At some point in their development, children become interested in knowing what life was like before they were born.  In our family, the children enjoy watching our wedding video.  During the reception, while the video camera was rolling, my brother-in-law Regis—who died suddenly and unexpectedly thirteen years ago—left Colleen and me the following message: “I hope you take the love that you’ve been blessed with from God and make it grow exponentially.  Take the love that you have for each other and share it with everyone.  Open up the flower of your love and spread it like a virus.”

When we were first created in God’s image and likeness, Scripture tell us that “the Lord God formed man of dust from the ground, and breathed into his nostrils the breath of life; and man became a living being” (Genesis 2:7).  We have the breath of God’s divine life flowing in and through us right now!  The question we must all ask ourselves is, Does God’s Holy Spirit living in us make any difference in how we think, how we act, and how we live?  Is Jesus Christ the heart and the center of our lives from Monday to Saturday as He is for an hour on Sunday?
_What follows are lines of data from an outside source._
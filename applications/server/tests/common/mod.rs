//! Common test utilities and fixtures
#![allow(dead_code)]

use axum::{
    body::Body,
    http::{header, Request, StatusCode},
    Router,
};
use serde_json::Value;
use std::sync::Arc;
use stride_server::{
    config::{StorageSettings, WebSettings},
    connect_store, create_router,
    state::AppState,
};
use stride_storage::LocalStorageContext;
use tempfile::TempDir;
use tower::util::ServiceExt;

pub const LANDING_MARKER: &str = "<h1>Exercise tracker</h1>";

/// Router over a fresh file-backed database plus throwaway web assets
pub struct TestApp {
    pub router: Router,
    pub storage: LocalStorageContext,
    _temp_dir: TempDir,
}

impl TestApp {
    pub async fn new() -> Self {
        let temp_dir = TempDir::new().unwrap();

        let views_dir = temp_dir.path().join("views");
        let public_dir = temp_dir.path().join("public");
        std::fs::create_dir_all(&views_dir).unwrap();
        std::fs::create_dir_all(&public_dir).unwrap();
        std::fs::write(
            views_dir.join("index.html"),
            format!("<html><body>{}</body></html>", LANDING_MARKER),
        )
        .unwrap();
        std::fs::write(public_dir.join("style.css"), "body { margin: 0; }").unwrap();

        let storage = connect_store(&StorageSettings {
            database_url: format!("sqlite://{}", temp_dir.path().join("db/test.db").display()),
            max_connections: 5,
        })
        .await
        .unwrap();

        let app_state = AppState::new(Arc::new(storage.clone()));
        let router = create_router(
            app_state,
            &WebSettings {
                views_dir,
                public_dir,
            },
        );

        Self {
            router,
            storage,
            _temp_dir: temp_dir,
        }
    }

    /// Send a request, returning the status and raw body
    pub async fn send(&self, request: Request<Body>) -> (StatusCode, Vec<u8>) {
        let response = self.router.clone().oneshot(request).await.unwrap();
        let status = response.status();
        let body = axum::body::to_bytes(response.into_body(), usize::MAX)
            .await
            .unwrap();
        (status, body.to_vec())
    }

    pub async fn get_json(&self, uri: &str) -> (StatusCode, Value) {
        let request = Request::builder().uri(uri).body(Body::empty()).unwrap();
        let (status, body) = self.send(request).await;
        (status, parse_json(&body))
    }

    /// POST an urlencoded form, as the landing page does
    pub async fn post_form(&self, uri: &str, form: &str) -> (StatusCode, Value) {
        let request = Request::builder()
            .uri(uri)
            .method("POST")
            .header(header::CONTENT_TYPE, "application/x-www-form-urlencoded")
            .body(Body::from(form.to_string()))
            .unwrap();
        let (status, body) = self.send(request).await;
        (status, parse_json(&body))
    }

    pub async fn post_json(&self, uri: &str, json: &Value) -> (StatusCode, Value) {
        let request = Request::builder()
            .uri(uri)
            .method("POST")
            .header(header::CONTENT_TYPE, "application/json")
            .body(Body::from(serde_json::to_string(json).unwrap()))
            .unwrap();
        let (status, body) = self.send(request).await;
        (status, parse_json(&body))
    }

    /// Create a user through the API and return its `_id`
    pub async fn create_user(&self, username: &str) -> String {
        let (status, body) = self
            .post_form("/api/users", &format!("username={}", username))
            .await;
        assert_eq!(status, StatusCode::OK);
        body["_id"].as_str().unwrap().to_string()
    }

    /// Record an exercise through the API on a `YYYY-MM-DD` date
    pub async fn add_exercise(&self, user_id: &str, description: &str, duration: i64, date: &str) {
        let (status, _) = self
            .post_form(
                &format!("/api/users/{}/exercises", user_id),
                &format!(
                    "description={}&duration={}&date={}",
                    description, duration, date
                ),
            )
            .await;
        assert_eq!(status, StatusCode::OK);
    }
}

pub fn parse_json(body: &[u8]) -> Value {
    serde_json::from_slice(body).unwrap_or_else(|_| {
        panic!(
            "expected a JSON body, got {:?}",
            String::from_utf8_lossy(body)
        )
    })
}

/// Test data
pub mod fixtures {
    pub const TEST_USERNAME: &str = "fcc_test";
}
In the story of the Tower of Babel, we see that when the people lived in loving obedience to God’s holy will there was harmony, community and peace.  But when they began to build their city and “a tower with its top in the heavens, and so make a name for themselves” apart from God, there was confusion, isolation, and discord (Genesis 11: 4).

We are living in the Babel of the 21st century.  The culture says to us over and over again, and in many different ways, “let us make a name for ourselves apart from God,” but instead of building a tower, we build abortion clinics.  We build a multi-billion dollar pornography industry.  We build new definitions of marriage.  We build a society where poverty flourishes.  We build a culture of dehumanization and death where children are sold as sex slaves and the elderly are euthanized.

Saint Paul gives us hope: “We know that all creation is groaning in labor pains even until now, but the Spirit comes to our aid and intercedes […] for the holy ones according to God’s will” (Romans 8:22-27).  We see this clearly in the birth of the Church at Pentecost, which is in stark contrast to Babel.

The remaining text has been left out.